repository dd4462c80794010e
pub mod session;
pub mod timer;

pub use session::{QuestionReview, QuizSession, SessionStatus};
pub use timer::{Clock, ManualClock, SessionTimer, SystemClock};
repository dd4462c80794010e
pub mod time;
pub mod validation;
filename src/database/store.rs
use async_trait::async_trait;
use sqlx::SqlitePool;
use std::collections::HashMap;
use std::sync::RwLock;

use crate::error::Result;
use crate::utils::time::{now, to_iso_string};

/// Minimal persistent key-value interface backing settings, theme and
/// history.
#[async_trait]
pub trait KeyValueStore: Send + Sync {
    async fn get(&self, key: &str) -> Result<Option<String>>;
    async fn set(&self, key: &str, value: &str) -> Result<()>;
    async fn remove(&self, key: &str) -> Result<()>;
}

#[derive(Clone)]
pub struct SqliteStore {
    pool: SqlitePool,
}

impl SqliteStore {
    pub fn new(pool: SqlitePool) -> Self {
        Self { pool }
    }
}

#[async_trait]
impl KeyValueStore for SqliteStore {
    async fn get(&self, key: &str) -> Result<Option<String>> {
        let value: Option<String> =
            sqlx::query_scalar(r#"SELECT value FROM kv_store WHERE key = ?"#)
                .bind(key)
                .fetch_optional(&self.pool)
                .await?;
        Ok(value)
    }

    async fn set(&self, key: &str, value: &str) -> Result<()> {
        sqlx::query(
            r#"
            INSERT INTO kv_store (key, value, updated_at)
            VALUES (?, ?, ?)
            ON CONFLICT(key) DO UPDATE SET
                value = excluded.value,
                updated_at = excluded.updated_at
            "#,
        )
        .bind(key)
        .bind(value)
        .bind(to_iso_string(now()))
        .execute(&self.pool)
        .await?;
        Ok(())
    }

    async fn remove(&self, key: &str) -> Result<()> {
        sqlx::query(r#"DELETE FROM kv_store WHERE key = ?"#)
            .bind(key)
            .execute(&self.pool)
            .await?;
        Ok(())
    }
}

/// Process-local store; contents vanish with the process.
#[derive(Debug, Default)]
pub struct MemoryStore {
    entries: RwLock<HashMap<String, String>>,
}

impl MemoryStore {
    pub fn new() -> Self {
        Self::default()
    }
}

#[async_trait]
impl KeyValueStore for MemoryStore {
    async fn get(&self, key: &str) -> Result<Option<String>> {
        let entries = self.entries.read().expect("memory store lock poisoned");
        Ok(entries.get(key).cloned())
    }

    async fn set(&self, key: &str, value: &str) -> Result<()> {
        let mut entries = self.entries.write().expect("memory store lock poisoned");
        entries.insert(key.to_string(), value.to_string());
        Ok(())
    }

    async fn remove(&self, key: &str) -> Result<()> {
        let mut entries = self.entries.write().expect("memory store lock poisoned");
        entries.remove(key);
        Ok(())
    }
}

#[cfg(test)]
mod tests {
    use super::*;

    #[tokio::test]
    async fn memory_store_get_set_remove() {
        let store = MemoryStore::new();
        assert_eq!(store.get("theme").await.unwrap(), None);
        store.set("theme", "light").await.unwrap();
        store.set("theme", "dark").await.unwrap();
        assert_eq!(store.get("theme").await.unwrap().as_deref(), Some("dark"));
        store.remove("theme").await.unwrap();
        assert_eq!(store.get("theme").await.unwrap(), None);
        tokio_test::assert_ok!(store.remove("theme").await);
    }
}
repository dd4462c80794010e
mod common;

use axum::http::StatusCode;
use quizsmith::cli::play::{self, PlayArgs};
use quizsmith::database::{KeyValueStore, MemoryStore};
use quizsmith::models::settings::{Difficulty, ViewMode};
use quizsmith::quiz::ManualClock;
use quizsmith::services::generation_service::GenerationService;
use quizsmith::AppState;
use reqwest::Client;
use serde_json::json;
use std::io::Cursor;
use std::sync::Arc;
use std::time::Duration;

fn app(endpoint: &str) -> (Arc<MemoryStore>, AppState) {
    let store = Arc::new(MemoryStore::new());
    let source = GenerationService::new(endpoint.to_string(), Client::new());
    let state = AppState::with_source(
        store.clone(),
        Arc::new(source),
        Arc::new(ManualClock::at_millis(1_767_225_600_000)),
        Duration::from_secs(1),
        None,
    );
    (store, state)
}

fn args(view: ViewMode, api_key: Option<&str>) -> PlayArgs {
    PlayArgs {
        topic: Some("Ownership".into()),
        difficulty: Difficulty::Easy,
        model: "gemini-1.5-flash".into(),
        count: "5".into(),
        view,
        api_key: api_key.map(str::to_string),
    }
}

async fn play(state: &AppState, args: PlayArgs, script: &str) -> String {
    let mut input = Cursor::new(script.as_bytes().to_vec());
    let mut out = Vec::new();
    play::run(state, args, &mut input, &mut out)
        .await
        .expect("play run");
    String::from_utf8(out).expect("utf8 output")
}

#[tokio::test]
async fn list_mode_attempt_is_scored_and_saved() {
    let stub = common::spawn_stub(StatusCode::OK, common::envelope(&common::five_questions_text())).await;
    let (_, state) = app(&stub.endpoint);

    let output = play(
        &state,
        args(ViewMode::List, Some("test-key")),
        "1b\n2a\n3a\n4d\n5c\ns\nn\n",
    )
    .await;

    assert!(output.contains("Ownership question 5?"));
    assert!(output.contains("You scored 3/5 in 0:00"));
    assert!(output.contains("60% Correct"));

    let history = state.history_service.read_all().await.unwrap();
    assert_eq!(history.len(), 1);
    assert_eq!(history[0].score, 3);
    assert_eq!(history[0].total_questions, 5);
    assert_eq!(history[0].topic, "Ownership");
    assert_eq!(history[0].difficulty, "easy");
    assert_eq!(history[0].completion_seconds, Some(0));

    assert_eq!(
        state.preferences_service.api_key().await.unwrap().as_deref(),
        Some("test-key")
    );
}

#[tokio::test]
async fn incomplete_submission_is_refused() {
    let stub = common::spawn_stub(StatusCode::OK, common::envelope(&common::five_questions_text())).await;
    let (_, state) = app(&stub.endpoint);

    let output = play(&state, args(ViewMode::List, Some("test-key")), "1b\ns\nq\n").await;

    assert!(output.contains("unanswered: 2, 3, 4, 5"));
    assert!(output.contains("Quiz abandoned."));
    assert!(state.history_service.read_all().await.unwrap().is_empty());
}

#[tokio::test]
async fn single_mode_retake_adds_an_independent_entry() {
    let stub = common::spawn_stub(StatusCode::OK, common::envelope(&common::five_questions_text())).await;
    let (_, state) = app(&stub.endpoint);

    let script = "b\na\na\nd\nc\ns\ny\nb\na\nc\nd\nb\ns\nn\n";
    let output = play(&state, args(ViewMode::Single, Some("test-key")), script).await;

    assert!(output.contains("Question 1 / 5  (20%)"));
    assert!(output.contains("You scored 3/5"));
    assert!(output.contains("You scored 5/5"));
    assert_eq!(stub.calls().len(), 2);

    let history = state.history_service.read_all().await.unwrap();
    assert_eq!(history.len(), 2);
    assert_eq!(history[0].score, 5);
    assert_eq!(history[1].score, 3);
    assert!(history[0].id > history[1].id);
}

#[tokio::test]
async fn generation_failure_returns_to_settings() {
    let stub = common::spawn_stub(
        StatusCode::FORBIDDEN,
        json!({ "error": { "message": "API key not valid" } }),
    )
    .await;
    let (_, state) = app(&stub.endpoint);

    let output = play(&state, args(ViewMode::List, Some("bad-key")), "").await;

    assert!(output.contains("Quiz Generation Failed: Please check your API key and try again."));
    assert!(state.history_service.read_all().await.unwrap().is_empty());
}

#[tokio::test]
async fn missing_api_key_is_reported_before_any_request() {
    let stub = common::spawn_stub(StatusCode::OK, common::envelope(&common::five_questions_text())).await;
    let (_, state) = app(&stub.endpoint);

    let output = play(&state, args(ViewMode::List, None), "").await;

    assert!(output.contains("API Key Required"));
    assert!(stub.calls().is_empty());
}

#[tokio::test]
async fn stored_api_key_is_reused() {
    let stub = common::spawn_stub(StatusCode::OK, common::envelope(&common::five_questions_text())).await;
    let (store, state) = app(&stub.endpoint);
    store.set("gemini-api-key", "remembered-key").await.unwrap();

    play(&state, args(ViewMode::List, None), "q\n").await;

    let calls = stub.calls();
    assert_eq!(calls.len(), 1);
    assert_eq!(calls[0].key.as_deref(), Some("remembered-key"));
}

#[tokio::test]
async fn unreadable_history_still_shows_the_result() {
    let stub = common::spawn_stub(StatusCode::OK, common::envelope(&common::five_questions_text())).await;
    let (store, state) = app(&stub.endpoint);
    store.set("quiz-history", "{not json").await.unwrap();

    let output = play(
        &state,
        args(ViewMode::List, Some("test-key")),
        "1b\n2a\n3a\n4d\n5c\ns\nn\nn\n",
    )
    .await;

    assert!(output.contains("Could not save the result to history"));
    assert!(output.contains("quizsmith history clear"));
    assert!(output.contains("You scored 3/5 in 0:00"));
    assert_eq!(
        store.get("quiz-history").await.unwrap().as_deref(),
        Some("{not json")
    );
}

**Your instructions:** Where a line in the listing above contains "HashMap", copy that line.

**Answer space:**
use std::collections::HashMap;
    entries: RwLock<HashMap<String, String>>,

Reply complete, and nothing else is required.